Las reformas estaban orientadas a romper este equilibrio, en particular la


instauración de intendencias. Pero introdujeron una nueva jerarquía entre las
ciudades que alteraba las situaciones vigentes: en un primer nivel quedaba la
capital virreinal, en un segundo nivel se situaban las cabeceras de intendencias
y por último, quedaban las ciudades subordinadas.

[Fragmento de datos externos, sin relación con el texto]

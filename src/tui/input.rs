//! Keyboard mapping for the terminal frontend.

use crate::games::grid::Dimensions;
use crate::games::snake::Heading;
use crate::scheduler::InputEvent;
use crossterm::event::{KeyCode, KeyEvent, KeyModifiers};

/// What a key press means in turn mode.
#[derive(Debug, Clone, Copy, PartialEq, Eq)]
pub enum TurnKey {
    /// Move the highlighted cell.
    Cursor(usize),
    /// Forward to the turn loop.
    Input(InputEvent),
    /// Not bound.
    None,
}

fn is_quit(key: &KeyEvent) -> bool {
    (key.modifiers.contains(KeyModifiers::CONTROL) && key.code == KeyCode::Char('c'))
        || matches!(key.code, KeyCode::Char('q' | 'Q') | KeyCode::Esc)
}

/// Maps a key press in turn mode.
///
/// Arrows move the cursor, Enter or Space select it, digits 1-9 select a
/// cell directly.
pub fn turn_key(key: KeyEvent, cursor: usize, dimensions: Dimensions) -> TurnKey {
    if is_quit(&key) {
        return TurnKey::Input(InputEvent::Quit);
    }

    match key.code {
        KeyCode::Up | KeyCode::Down | KeyCode::Left | KeyCode::Right => {
            TurnKey::Cursor(move_cursor(cursor, key.code, dimensions))
        }
        KeyCode::Enter | KeyCode::Char(' ') => TurnKey::Input(InputEvent::CellSelected(cursor)),
        KeyCode::Char(c @ '1'..='9') => {
            let index = c as usize - '1' as usize;
            TurnKey::Input(InputEvent::CellSelected(index))
        }
        KeyCode::Char('r' | 'R') => TurnKey::Input(InputEvent::NewGame),
        _ => TurnKey::None,
    }
}

/// Moves the cursor one cell, stopping at the edges.
pub fn move_cursor(cursor: usize, key: KeyCode, dimensions: Dimensions) -> usize {
    let Some((column, row)) = dimensions.coord_of(cursor) else {
        return 0;
    };

    let (column, row) = match key {
        KeyCode::Left => (column.saturating_sub(1), row),
        KeyCode::Right => ((column + 1).min(dimensions.columns - 1), row),
        KeyCode::Up => (column, row.saturating_sub(1)),
        KeyCode::Down => (column, (row + 1).min(dimensions.rows - 1)),
        _ => (column, row),
    };

    dimensions.index_of(column, row).unwrap_or(cursor)
}

/// Maps a key press in motion mode.
pub fn motion_key(key: KeyEvent) -> Option<InputEvent> {
    if is_quit(&key) {
        return Some(InputEvent::Quit);
    }

    let heading = match key.code {
        KeyCode::Up | KeyCode::Char('w' | 'W') => Heading::Up,
        KeyCode::Down | KeyCode::Char('s' | 'S') => Heading::Down,
        KeyCode::Left | KeyCode::Char('a' | 'A') => Heading::Left,
        KeyCode::Right | KeyCode::Char('d' | 'D') => Heading::Right,
        KeyCode::Char('r' | 'R') => return Some(InputEvent::NewGame),
        _ => return None,
    };

    Some(InputEvent::HeadingChanged(heading))
}
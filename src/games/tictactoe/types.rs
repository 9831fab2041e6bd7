//! Core domain types for turn-mode games.

use crate::games::grid::{Grid, Marker};
use serde::{Deserialize, Serialize};

/// A move: a marker placed at a cell index.
#[derive(Debug, Clone, Copy, PartialEq, Eq, Hash, Serialize, Deserialize, derive_new::new)]
pub struct Move {
    /// The marker that was placed.
    pub marker: Marker,
    /// Row-major index of the cell.
    pub index: usize,
}

impl std::fmt::Display for Move {
    fn fmt(&self, f: &mut std::fmt::Formatter<'_>) -> std::fmt::Result {
        write!(f, "{} -> cell {}", self.marker, self.index)
    }
}

/// Current status of a turn-mode session.
#[derive(Debug, Clone, Copy, PartialEq, Eq, Serialize, Deserialize)]
pub enum TurnStatus {
    /// Moves are accepted.
    InProgress,
    /// A marker completed a line.
    Won {
        /// The winning marker.
        marker: Marker,
        /// Cell indices of the completed line.
        pattern: [usize; 3],
    },
    /// Every cell is marked and nobody completed a line.
    Draw,
}

impl TurnStatus {
    /// Returns true once no further moves are accepted.
    pub fn is_terminal(&self) -> bool {
        !matches!(self, TurnStatus::InProgress)
    }
}

impl std::fmt::Display for TurnStatus {
    fn fmt(&self, f: &mut std::fmt::Formatter<'_>) -> std::fmt::Result {
        match self {
            TurnStatus::InProgress => write!(f, "In progress"),
            TurnStatus::Won { marker, pattern } => {
                write!(f, "{} wins with {:?}", marker, pattern)
            }
            TurnStatus::Draw => write!(f, "Draw"),
        }
    }
}

/// Notification emitted after every turn-mode transition.
#[derive(Debug, Clone, PartialEq, Eq, Serialize, Deserialize)]
pub struct TurnUpdate {
    /// Status after the transition.
    pub status: TurnStatus,
    /// The move that caused it; `None` after a new game.
    pub last_move: Option<Move>,
    /// Marker due to move next.
    pub next: Marker,
    /// Snapshot of the grid after the transition.
    pub grid: Grid,
}
//! Fixed-size grids shared by both game modes.
//!
//! Turn mode addresses a [`Grid`] of [`Cell`]s by index or by
//! `(column, row)`. Motion mode only needs the bounds of a [`Lattice`],
//! since the body tracks its own positions.

use crate::error::GameError;
use serde::{Deserialize, Serialize};
use tracing::instrument;

/// Marker placed on a cell in turn mode.
#[derive(
    Debug,
    Clone,
    Copy,
    PartialEq,
    Eq,
    Hash,
    Serialize,
    Deserialize,
    strum::Display,
)]
pub enum Marker {
    /// Moves first.
    O,
    /// Moves second.
    X,
}

impl Marker {
    /// Returns the marker that moves after this one.
    pub fn opponent(self) -> Self {
        match self {
            Marker::O => Marker::X,
            Marker::X => Marker::O,
        }
    }
}

/// A cell in a turn-mode grid.
#[derive(Debug, Clone, Copy, Default, PartialEq, Eq, Hash, Serialize, Deserialize)]
pub enum Cell {
    /// Nothing placed yet.
    #[default]
    Empty,
    /// Holds a marker for the rest of the game.
    Marked(Marker),
}

impl Cell {
    /// Returns the marker if the cell is marked.
    pub fn marker(self) -> Option<Marker> {
        match self {
            Cell::Empty => None,
            Cell::Marked(marker) => Some(marker),
        }
    }
}

/// Column and row counts of a grid.
#[derive(Debug, Clone, Copy, PartialEq, Eq, Hash, Serialize, Deserialize, derive_new::new)]
pub struct Dimensions {
    /// Number of columns.
    pub columns: usize,
    /// Number of rows.
    pub rows: usize,
}

impl Dimensions {
    /// The 3x3 board.
    pub const CLASSIC: Dimensions = Dimensions {
        columns: 3,
        rows: 3,
    };

    /// Total number of cells.
    pub fn cells(&self) -> usize {
        self.columns.saturating_mul(self.rows)
    }

    /// Row-major index of `(column, row)`, if inside the grid.
    pub fn index_of(&self, column: usize, row: usize) -> Option<usize> {
        (column < self.columns && row < self.rows).then(|| row * self.columns + column)
    }

    /// `(column, row)` of a row-major index, if inside the grid.
    pub fn coord_of(&self, index: usize) -> Option<(usize, usize)> {
        (index < self.cells()).then(|| (index % self.columns, index / self.columns))
    }
}

impl Default for Dimensions {
    fn default() -> Self {
        Self::CLASSIC
    }
}

/// Fixed-size grid of cells in row-major order.
#[derive(Debug, Clone, PartialEq, Eq, Serialize, Deserialize)]
pub struct Grid {
    dimensions: Dimensions,
    cells: Vec<Cell>,
}

impl Grid {
    /// Creates an empty grid. The dimensions never change afterwards.
    #[instrument]
    pub fn new(dimensions: Dimensions) -> Self {
        Self {
            dimensions,
            cells: vec![Cell::Empty; dimensions.cells()],
        }
    }

    /// Returns the grid's dimensions.
    pub fn dimensions(&self) -> Dimensions {
        self.dimensions
    }

    /// Gets the cell at `index`.
    pub fn get(&self, index: usize) -> Option<Cell> {
        self.cells.get(index).copied()
    }

    /// Gets the cell at `(column, row)`.
    pub fn get_at(&self, column: usize, row: usize) -> Option<Cell> {
        self.dimensions
            .index_of(column, row)
            .and_then(|index| self.get(index))
    }

    /// Overwrites the cell at `index` without checking occupancy.
    pub fn set(&mut self, index: usize, cell: Cell) -> Result<(), GameError> {
        let cells = self.cells.len();
        let slot = self
            .cells
            .get_mut(index)
            .ok_or(GameError::OutOfBounds { index, cells })?;
        *slot = cell;
        Ok(())
    }

    /// Marks an empty cell.
    ///
    /// Fails with [`GameError::AlreadyOccupied`] if the cell already holds
    /// a marker; the grid is left unchanged.
    #[instrument(skip(self))]
    pub fn place(&mut self, index: usize, marker: Marker) -> Result<(), GameError> {
        match self.get(index) {
            None => Err(GameError::OutOfBounds {
                index,
                cells: self.cells.len(),
            }),
            Some(Cell::Marked(_)) => Err(GameError::AlreadyOccupied(index)),
            Some(Cell::Empty) => self.set(index, Cell::Marked(marker)),
        }
    }

    /// Checks if a cell is empty. Out-of-bounds indices are never empty.
    pub fn is_empty(&self, index: usize) -> bool {
        matches!(self.get(index), Some(Cell::Empty))
    }

    /// Returns all cells in row-major order.
    pub fn cells(&self) -> &[Cell] {
        &self.cells
    }

    /// Indices of the cells that can still be marked.
    pub fn open_cells(&self) -> Vec<usize> {
        self.cells
            .iter()
            .enumerate()
            .filter(|(_, cell)| **cell == Cell::Empty)
            .map(|(index, _)| index)
            .collect()
    }

    /// Formats the grid as text, numbering empty cells from 1.
    pub fn display(&self) -> String {
        let columns = self.dimensions.columns;
        let width = self.cells.len().to_string().len();
        let rows: Vec<String> = self
            .cells
            .chunks(columns)
            .enumerate()
            .map(|(row, chunk)| {
                chunk
                    .iter()
                    .enumerate()
                    .map(|(column, cell)| match cell {
                        Cell::Empty => format!("{:>width$}", row * columns + column + 1),
                        Cell::Marked(marker) => format!("{:>width$}", marker),
                    })
                    .collect::<Vec<_>>()
                    .join("|")
            })
            .collect();
        let separator = vec!["-".repeat(width); columns].join("+");
        rows.join(&format!("\n{}\n", separator))
    }
}

/// A point on the motion lattice, in lattice units.
#[derive(Debug, Clone, Copy, PartialEq, Eq, Hash, Serialize, Deserialize, derive_new::new)]
pub struct Point {
    /// Horizontal coordinate, growing to the right.
    pub x: i32,
    /// Vertical coordinate, growing downwards.
    pub y: i32,
}

impl Point {
    /// Point shifted by `(dx, dy)`, or `None` if a coordinate overflows.
    pub fn moved_by(&self, dx: i32, dy: i32) -> Option<Self> {
        Some(Self {
            x: self.x.checked_add(dx)?,
            y: self.y.checked_add(dy)?,
        })
    }
}

impl std::fmt::Display for Point {
    fn fmt(&self, f: &mut std::fmt::Formatter<'_>) -> std::fmt::Result {
        write!(f, "({}, {})", self.x, self.y)
    }
}

/// Bounds of the motion playfield: a `width` x `height` area walked in
/// increments of `step`.
#[derive(Debug, Clone, Copy, PartialEq, Eq, Hash, Serialize, Deserialize, derive_new::new)]
pub struct Lattice {
    /// Exclusive upper bound on `x`.
    pub width: i32,
    /// Exclusive upper bound on `y`.
    pub height: i32,
    /// Distance covered by one move.
    pub step: i32,
}

impl Lattice {
    /// Checks if a point lies inside the playfield.
    pub fn contains(&self, point: Point) -> bool {
        (0..self.width).contains(&point.x) && (0..self.height).contains(&point.y)
    }

    /// Checks if a point sits on a lattice node.
    pub fn is_aligned(&self, point: Point) -> bool {
        self.step > 0 && point.x % self.step == 0 && point.y % self.step == 0
    }

    /// Number of nodes per row.
    pub fn columns(&self) -> usize {
        usize::try_from(self.width / self.step.max(1)).unwrap_or(0)
    }

    /// Number of nodes per column.
    pub fn rows(&self) -> usize {
        usize::try_from(self.height / self.step.max(1)).unwrap_or(0)
    }

    /// Maps a point to its `(column, row)` node, if inside the playfield.
    pub fn node_of(&self, point: Point) -> Option<(usize, usize)> {
        if !self.contains(point) || self.step <= 0 {
            return None;
        }
        let column = usize::try_from(point.x / self.step).ok()?;
        let row = usize::try_from(point.y / self.step).ok()?;
        Some((column, row))
    }
}
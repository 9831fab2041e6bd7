//! Command-line interface for grid_arcade.

use crate::games::snake::Heading;
use clap::{Parser, Subcommand};
use std::path::PathBuf;
use std::str::FromStr;

/// Grid Arcade - turn marking and tick-driven movement on a grid
#[derive(Parser, Debug)]
#[command(name = "grid_arcade")]
#[command(about = "Grid-cell games in the terminal", long_about = None)]
#[command(version)]
pub struct Cli {
    /// Path to a TOML config file; defaults apply when absent
    #[arg(short, long, global = true)]
    pub config: Option<PathBuf>,

    /// File that receives logs while a terminal game is running
    #[arg(long, global = true, default_value = "grid_arcade.log")]
    pub log_file: PathBuf,

    /// Subcommand to run
    #[command(subcommand)]
    pub command: Command,
}

/// Available commands
#[derive(Subcommand, Debug)]
pub enum Command {
    /// Play tic-tac-toe in the terminal
    Toe,

    /// Play snake in the terminal
    Snake {
        /// Override the tick period in milliseconds
        #[arg(long)]
        tick_ms: Option<u64>,
    },

    /// Play a turn game from a list of cell indices and print the result
    Replay {
        /// Cell indices in play order, comma separated (e.g. 0,3,1,4,2)
        #[arg(long, value_delimiter = ',', required = true)]
        moves: Vec<usize>,
    },

    /// Run the motion game for one tick per character and print the result
    Simulate {
        /// One character per tick: U, D, L, R change heading, '.' keeps it
        #[arg(long, value_parser = parse_path)]
        path: Path,
    },
}

/// Per-tick heading changes for a headless motion run.
#[derive(Debug, Clone, PartialEq, Eq)]
pub struct Path(pub Vec<Option<Heading>>);

impl FromStr for Path {
    type Err = String;

    fn from_str(s: &str) -> Result<Self, Self::Err> {
        s.chars()
            .filter(|c| !c.is_whitespace())
            .map(|c| match c {
                '.' => Ok(None),
                other => Heading::from_str(&other.to_string())
                    .map(Some)
                    .map_err(|_| format!("unknown heading '{}' (use U, D, L, R or .)", other)),
            })
            .collect::<Result<Vec<_>, _>>()
            .map(Path)
    }
}

fn parse_path(s: &str) -> Result<Path, String> {
    s.parse()
}

#[cfg(test)]
mod tests {
    use super::*;

    #[test]
    fn test_parse_replay() {
        let cli = Cli::try_parse_from(["grid_arcade", "replay", "--moves", "0,3,1,4,2"]).unwrap();
        match cli.command {
            Command::Replay { moves } => assert_eq!(moves, vec![0, 3, 1, 4, 2]),
            other => panic!("unexpected command {:?}", other),
        }
        assert_eq!(cli.log_file, PathBuf::from("grid_arcade.log"));
    }

    #[test]
    fn test_parse_simulate() {
        let cli = Cli::try_parse_from(["grid_arcade", "simulate", "--path", "RD.l"]).unwrap();
        match cli.command {
            Command::Simulate { path } => assert_eq!(
                path,
                Path(vec![
                    Some(Heading::Right),
                    Some(Heading::Down),
                    None,
                    Some(Heading::Left)
                ])
            ),
            other => panic!("unexpected command {:?}", other),
        }
    }

    #[test]
    fn test_bad_path_is_rejected() {
        assert!(Cli::try_parse_from(["grid_arcade", "simulate", "--path", "RX"]).is_err());
    }

    #[test]
    fn test_global_config_flag() {
        let cli = Cli::try_parse_from(["grid_arcade", "snake", "--config", "arcade.toml"]).unwrap();
        assert_eq!(cli.config, Some(PathBuf::from("arcade.toml")));
    }
}
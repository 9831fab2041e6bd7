//! Draw detection for turn-mode games.

use crate::games::grid::{Cell, Grid};
use tracing::instrument;

/// Checks if every cell of the grid is marked.
#[instrument(skip(grid))]
pub fn is_full(grid: &Grid) -> bool {
    grid.cells().iter().all(|cell| *cell != Cell::Empty)
}
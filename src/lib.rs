//! Grid Arcade - grid-cell game simulation engine
//!
//! Two game modes share one small substrate: a fixed-size grid and a rule
//! evaluated after every state change.
//!
//! # Architecture
//!
//! - **Grid**: fixed dimensions, index or coordinate addressing
//! - **Turn mode**: markers alternate, a line of three wins, a full grid draws
//! - **Motion mode**: a body moves one lattice step per tick until it hits the edge
//! - **Scheduler**: event-driven turn loop and tick-driven motion loop
//! - **Frontend**: terminal input source and rendering target
//!
//! # Example
//!
//! ```
//! use grid_arcade::{TurnController, TurnStatus, Marker};
//!
//! let mut game = TurnController::classic();
//! for index in [0, 3, 1, 4, 2] {
//!     game.apply_move(index).unwrap();
//! }
//! assert_eq!(
//!     game.status(),
//!     TurnStatus::Won { marker: Marker::O, pattern: [0, 1, 2] }
//! );
//! ```

#![warn(missing_docs)]
#![forbid(unsafe_code)]

pub mod cli;
pub mod config;
mod error;
pub mod games;
pub mod headless;
pub mod notify;
pub mod scheduler;
pub mod tui;

// Crate-level exports - Configuration
pub use config::{ArcadeConfig, ConfigError, MotionConfig, TurnConfig};

// Crate-level exports - Errors
pub use error::{GameError, InvalidMoveReason};

// Crate-level exports - Grid model
pub use games::grid::{Cell, Dimensions, Grid, Lattice, Marker, Point};

// Crate-level exports - Turn mode
pub use games::tictactoe::{Move, TurnController, TurnStatus, TurnUpdate, WinPatterns, WinResult};

// Crate-level exports - Motion mode
pub use games::snake::{Body, Heading, MotionEngine, MotionStatus, MotionUpdate};

// Crate-level exports - Headless runs
pub use headless::{ReplayError, replay, simulate};

// Crate-level exports - Loops and notifications
pub use notify::{RenderTarget, TurnEvent};
pub use scheduler::{
    ClockHandle, InputEvent, IntervalClock, ManualClock, TickSource, run_motion_loop,
    run_turn_loop,
};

Dada esta nueva situación, los cabildos se veían limitados en su autonomía por
la presencia de intendentes y subdelegados, al tiempo que esas mismas
autoridades esperaban que ejercieran un control más efectivo de la población y
en los territorios.

¿Cómo fue la dinámica política en la capital del Virreinato? En Buenos Aires,


hasta 1776, el Cabildo había compartido el poder de la ciudad con un
entramado burocrático que prácticamente se reducía al gobernador, el
comandante del presidio y el obispo. Con la transformación de la ciudad en
capital virreinal, las cosas cambiarían radicalmente para los capitulares
porteños, acostumbrados a un amplio margen de autonomía. Entre 1776 y
1810, tuvieron conflictos con todas las nuevas autoridades y forzaron a los
funcionarios virreinales a sucesivas negociaciones. Esta fortaleza, que parecía
limitada durante las reformas, volvió a ponerse en completa evidencia a partir
de 1806.

Los cambios en el comercio y las transformaciones en las elites

La organización del virreinato y la habilitación del puerto de Buenos Aires al


tráfico directo con los puertos españoles no fueron las únicas medidas que
facilitaron la emergencia de nuevos grupos mercantiles en los que tenían un
papel decisivo los mercaderes, que arribaron desde diferentes regiones de la
Península.
En 1778, la Corona dispuso que los barcos pudieran desembarcar los
cargamentos en Buenos Aires. La legalización del tráfico de azogue permitió la
instalación de asentistas, comerciantes que obtenían la concesión monopólica
del abastecimiento de este vital producto y, con ello, el acceso a una parte
sustantiva de la plata potosina.

Otro rubro decisivo de las importaciones eran los esclavos provenientes de


África o Brasil. Desde comienzos de siglo, sucesivas concesiones a ingleses y
franceses habían permitido la instalación de asientos negreros en Buenos
Aires; en general, los comerciantes porteños realizaban este tráfico en forma
pasiva, comprando esclavos en el puerto y revendiéndolos en los mercados
interiores.

La liberalización de la trata negrera impulsó a algunos comerciantes de Buenos


Aires y Montevideo a obtener licencias de importación para realizar un
comercio activo fletando los buques negreros. A cambio, obtenían permisos
para la exportación de frutos del país, por lo cual el tráfico de esclavos
empujaba las ventas de cueros y carnes saladas. Algunos de estos mercaderes
instalaron los primeros saladeros en la Banda Oriental y hasta se convirtieron
en abastecedores de la Armada Real. De esta forma, los comerciantes
innovadores estaban modificando el tradicional distanciamiento de la elite
mercantil porteña respecto de la producción rural.

Puede decirse que el mundo de la elite vivió un proceso de ampliación y


renovación que precedió y acompañó a las reformas. Después tendió a
manifestar signos de una creciente fragmentación.